Education Reform: House GOP Takes First Step to Improving Schools
House Republicans passed a bill on Friday by a staunchly partisan margin that, if enacted, would reverse the direction that the federal government has trended towards for decades in education.
With the expiration of No Child Left Behind in 2007, and with Republicans and Democrats unable to manufacture an updated law since then, the appropriation of federal education funding is well overdue for reform. Although the House bill is unlikely to garner necessary bipartisan support in the Senate, and President Obama has promised to veto it should it appear on his desk, it begins the framework for a national discussion about the non-monetary role of the federal government in education: one that is likewise well overdue.
The House bill reduces future educational spending by freezing funds at their current levels, which are now lower than past years because of the sequester. Schools nationwide would essentially receive a cumulative $1 billion less annually. The cornerstone of the bill, however, does not pertain to funding, but rather the standards with which funding must be met.
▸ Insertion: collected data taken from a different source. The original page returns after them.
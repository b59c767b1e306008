//! Tool call rows.
//!
//! Invariant carried over from the original implementation: the row is
//! inserted *before* execution so a process crash never loses the fact that
//! a tool was about to run. Callers must call [`ToolCalls::record_pending`]
//! before invoking the tool callable, never after.

use crate::ids::{new_id, now};
use crate::store::Store;
use sa_domain::error::Result;
use serde::{Deserialize, Serialize};

#[derive(Debug, Clone, Serialize, Deserialize)]
pub struct ToolCall {
    pub id: String,
    pub invocation_id: String,
    pub tool_name: String,
    pub parameters: String,
    pub risk_level: String,
    pub result: Option<String>,
    pub status: String,
    pub created_at: String,
    pub executed_at: Option<String>,
}

pub struct ToolCalls<'a> {
    store: &'a Store,
}

impl<'a> ToolCalls<'a> {
    pub fn new(store: &'a Store) -> Self {
        Self { store }
    }

    /// Insert the row in `pending` status, before the tool callable runs.
    pub fn record_pending(
        &self,
        invocation_id: &str,
        tool_name: &str,
        parameters: &str,
        risk_level: &str,
    ) -> Result<String> {
        let id = new_id();
        let ts = now();
        self.store.with_tx(|tx| {
            tx.execute(
                "INSERT INTO tool_calls
                    (id, invocation_id, tool_name, parameters, risk_level, status, created_at)
                 VALUES (?1, ?2, ?3, ?4, ?5, 'pending', ?6)",
                rusqlite::params![id, invocation_id, tool_name, parameters, risk_level, ts],
            )
            .map(|_| ())
        })?;
        Ok(id)
    }

    /// Record the outcome of a tool call that actually ran.
    pub fn record_executed(&self, tool_call_id: &str, result: &str) -> Result<()> {
        self.transition(tool_call_id, "executed", Some(result))
    }

    /// Record that the tool callable threw.
    pub fn record_failed(&self, tool_call_id: &str, error: &str) -> Result<()> {
        self.transition(tool_call_id, "failed", Some(error))
    }

    /// Record that the approval gate denied the call, so it was never run.
    pub fn record_denied(&self, tool_call_id: &str) -> Result<()> {
        self.transition(tool_call_id, "denied", None)
    }

    fn transition(&self, tool_call_id: &str, status: &str, result: Option<&str>) -> Result<()> {
        let ts = now();
        self.store.with_tx(|tx| {
            tx.execute(
                "UPDATE tool_calls SET status = ?2, result = ?3, executed_at = ?4 WHERE id = ?1",
                rusqlite::params![tool_call_id, status, result, ts],
            )
            .map(|_| ())
        })
    }

    pub fn list_for_invocation(&self, invocation_id: &str) -> Result<Vec<ToolCall>> {
        self.store.with_tx(|tx| {
            let mut stmt = tx.prepare(
                "SELECT id, invocation_id, tool_name, parameters, risk_level, result, status,
                        created_at, executed_at
                 FROM tool_calls WHERE invocation_id = ?1 ORDER BY created_at ASC",
            )?;
            stmt.query_map([invocation_id], Self::row_to_tool_call)?
                .collect::<rusqlite::Result<Vec<_>>>()
        })
    }

    fn row_to_tool_call(row: &rusqlite::Row) -> rusqlite::Result<ToolCall> {
        Ok(ToolCall {
            id: row.get(0)?,
            invocation_id: row.get(1)?,
            tool_name: row.get(2)?,
            parameters: row.get(3)?,
            risk_level: row.get(4)?,
            result: row.get(5)?,
            status: row.get(6)?,
            created_at: row.get(7)?,
            executed_at: row.get(8)?,
        })
    }
}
No Child Left Behind gives the federal government the capacity to impose punitive measures on schools that do not reach a certain threshold for their annual testing, as well as develops proposals for helping schools to reach this threshold. The House bill maintains the same mandatory testing that No Child Left Behind uses to assess school achievement, but it does not allow the federal government to sanction schools for their poor performance. Instead, the bill renders power to state governments to analyze data and enact specific, locally appropriate measures to improve education.
Education is too intimate and too particular an initiative to be generalized on a national scale. Federal punishments indeed incentivize performance, but they also only make it more difficult for struggling schools to improve. Ironically, students often are "left behind" because teachers must teach-to-the-test in order to maximize federal funding.
In today's execution of the law, moreover, the punitive aspect has been largely obfuscated. President Obama began issuing waivers to states in 2011 that essentially exempt them from the automatic sanctions that result from inadequate school performance. If the federal government is going to have the ability to hold schools to certain standards in order to receive funding, then it ought to hold schools to these standards. Otherwise, educational progress will remain stagnant.
The ultimate sum of money allotted to each school is less significant than the strategies that are used to maximize these funds. Adversaries of the House bill will likely demand that federal funding return to its presequester level. $1 billion in either direction, however, will not affect the outcome of our schools. Local officials who understand the specific needs of specific districts should be the ones assessing how to make progress, and the federal government should encourage these initiatives as well as stop complicating them with cumbersome regulations and arbitrary standards. If the federal government really wants to effect tangible progress in our educational system, they should adapt union reform, but they should otherwise allow local professionals to do what is necessary.